Work request:
Exactly the lines from the start of the data below through the line containing "per inch), with" must be returned, and no others.

------------------------

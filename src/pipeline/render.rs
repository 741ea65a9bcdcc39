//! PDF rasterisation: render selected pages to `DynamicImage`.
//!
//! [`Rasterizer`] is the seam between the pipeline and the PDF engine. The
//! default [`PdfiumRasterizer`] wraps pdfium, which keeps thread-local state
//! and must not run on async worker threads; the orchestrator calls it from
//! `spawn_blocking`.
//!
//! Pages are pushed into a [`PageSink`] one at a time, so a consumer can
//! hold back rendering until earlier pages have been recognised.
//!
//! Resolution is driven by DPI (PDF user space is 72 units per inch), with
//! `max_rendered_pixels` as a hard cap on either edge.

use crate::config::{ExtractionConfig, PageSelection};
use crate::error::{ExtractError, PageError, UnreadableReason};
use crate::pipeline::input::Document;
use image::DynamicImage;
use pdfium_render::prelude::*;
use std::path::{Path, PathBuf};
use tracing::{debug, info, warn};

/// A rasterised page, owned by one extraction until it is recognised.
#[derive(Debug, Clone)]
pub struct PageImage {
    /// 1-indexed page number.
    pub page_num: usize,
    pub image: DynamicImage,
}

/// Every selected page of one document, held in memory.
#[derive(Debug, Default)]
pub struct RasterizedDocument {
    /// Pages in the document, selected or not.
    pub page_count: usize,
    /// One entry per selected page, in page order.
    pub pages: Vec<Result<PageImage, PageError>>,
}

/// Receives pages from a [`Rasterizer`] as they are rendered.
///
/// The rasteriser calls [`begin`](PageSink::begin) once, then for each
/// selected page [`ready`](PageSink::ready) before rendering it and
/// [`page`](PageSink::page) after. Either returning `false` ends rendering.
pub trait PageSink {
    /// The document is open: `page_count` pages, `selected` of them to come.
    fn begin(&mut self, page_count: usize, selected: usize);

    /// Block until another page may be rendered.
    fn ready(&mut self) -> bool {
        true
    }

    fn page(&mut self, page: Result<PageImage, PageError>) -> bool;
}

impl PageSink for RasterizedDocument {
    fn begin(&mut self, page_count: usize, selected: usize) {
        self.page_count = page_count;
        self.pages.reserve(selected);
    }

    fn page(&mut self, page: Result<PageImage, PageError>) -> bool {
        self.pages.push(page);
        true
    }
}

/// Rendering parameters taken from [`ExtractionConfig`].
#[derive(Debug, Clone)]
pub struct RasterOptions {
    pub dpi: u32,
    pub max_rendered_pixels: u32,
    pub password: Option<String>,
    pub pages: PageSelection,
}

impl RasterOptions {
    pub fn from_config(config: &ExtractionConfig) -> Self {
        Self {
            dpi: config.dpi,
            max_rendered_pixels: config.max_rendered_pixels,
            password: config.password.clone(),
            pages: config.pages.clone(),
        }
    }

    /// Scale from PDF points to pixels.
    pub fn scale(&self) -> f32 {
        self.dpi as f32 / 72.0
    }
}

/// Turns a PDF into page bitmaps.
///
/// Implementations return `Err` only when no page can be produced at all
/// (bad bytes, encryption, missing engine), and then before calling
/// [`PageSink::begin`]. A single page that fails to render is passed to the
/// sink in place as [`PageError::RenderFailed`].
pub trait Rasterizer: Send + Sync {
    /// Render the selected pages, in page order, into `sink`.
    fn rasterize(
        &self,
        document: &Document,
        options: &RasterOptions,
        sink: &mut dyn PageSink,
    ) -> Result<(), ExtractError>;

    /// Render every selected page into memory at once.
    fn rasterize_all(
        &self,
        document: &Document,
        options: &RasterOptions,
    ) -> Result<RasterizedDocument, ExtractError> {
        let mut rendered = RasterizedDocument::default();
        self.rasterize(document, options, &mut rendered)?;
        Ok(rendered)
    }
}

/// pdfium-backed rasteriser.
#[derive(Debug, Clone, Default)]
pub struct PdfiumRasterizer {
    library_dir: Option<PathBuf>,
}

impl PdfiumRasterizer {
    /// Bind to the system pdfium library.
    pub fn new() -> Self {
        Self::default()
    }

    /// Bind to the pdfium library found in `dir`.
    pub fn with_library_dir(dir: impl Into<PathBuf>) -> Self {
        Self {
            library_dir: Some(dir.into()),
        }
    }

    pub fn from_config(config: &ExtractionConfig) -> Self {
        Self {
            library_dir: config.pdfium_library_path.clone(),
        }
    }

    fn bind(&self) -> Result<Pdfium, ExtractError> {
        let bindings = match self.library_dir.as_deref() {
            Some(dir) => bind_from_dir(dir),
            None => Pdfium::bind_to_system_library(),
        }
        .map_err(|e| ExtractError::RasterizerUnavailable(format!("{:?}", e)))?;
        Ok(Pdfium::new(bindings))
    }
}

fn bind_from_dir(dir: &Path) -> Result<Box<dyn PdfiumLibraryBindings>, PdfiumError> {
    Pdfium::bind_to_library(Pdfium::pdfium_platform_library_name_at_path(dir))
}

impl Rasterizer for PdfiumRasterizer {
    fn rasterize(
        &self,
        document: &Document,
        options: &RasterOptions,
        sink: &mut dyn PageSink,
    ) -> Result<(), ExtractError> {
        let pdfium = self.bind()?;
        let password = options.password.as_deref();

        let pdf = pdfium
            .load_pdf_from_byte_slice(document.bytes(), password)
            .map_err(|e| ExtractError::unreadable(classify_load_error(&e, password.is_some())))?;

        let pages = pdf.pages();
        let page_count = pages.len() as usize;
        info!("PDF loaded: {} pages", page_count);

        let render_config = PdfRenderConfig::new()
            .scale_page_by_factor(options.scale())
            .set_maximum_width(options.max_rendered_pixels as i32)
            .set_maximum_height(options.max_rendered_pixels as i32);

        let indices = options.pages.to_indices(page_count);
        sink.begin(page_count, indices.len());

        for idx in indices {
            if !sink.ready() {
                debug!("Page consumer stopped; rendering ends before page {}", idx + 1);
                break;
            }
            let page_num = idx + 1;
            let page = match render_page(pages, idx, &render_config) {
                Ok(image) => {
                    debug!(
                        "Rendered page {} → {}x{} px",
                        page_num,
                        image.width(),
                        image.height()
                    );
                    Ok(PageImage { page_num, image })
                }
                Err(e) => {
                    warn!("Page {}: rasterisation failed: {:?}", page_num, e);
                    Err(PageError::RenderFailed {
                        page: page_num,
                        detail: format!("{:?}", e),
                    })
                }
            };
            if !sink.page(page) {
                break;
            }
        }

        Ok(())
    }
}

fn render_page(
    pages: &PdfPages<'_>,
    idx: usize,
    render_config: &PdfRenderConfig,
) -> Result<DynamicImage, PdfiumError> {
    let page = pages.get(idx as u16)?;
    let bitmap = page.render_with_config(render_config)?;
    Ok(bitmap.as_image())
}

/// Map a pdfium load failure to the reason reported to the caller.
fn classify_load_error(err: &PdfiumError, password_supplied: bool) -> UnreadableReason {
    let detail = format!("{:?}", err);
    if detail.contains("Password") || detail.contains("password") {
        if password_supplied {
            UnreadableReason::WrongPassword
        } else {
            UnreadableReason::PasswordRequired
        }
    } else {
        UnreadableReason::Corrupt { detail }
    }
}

------------------------

Result for this task:
filename src/pipeline/render.rs
repository 741ea65a9bcdcc39
//! PDF rasterisation: render selected pages to `DynamicImage`.
//!
//! [`Rasterizer`] is the seam between the pipeline and the PDF engine. The
//! default [`PdfiumRasterizer`] wraps pdfium, which keeps thread-local state
//! and must not run on async worker threads; the orchestrator calls it from
//! `spawn_blocking`.
//!
//! Pages are pushed into a [`PageSink`] one at a time, so a consumer can
//! hold back rendering until earlier pages have been recognised.
//!
//! Resolution is driven by DPI (PDF user space is 72 units per inch), with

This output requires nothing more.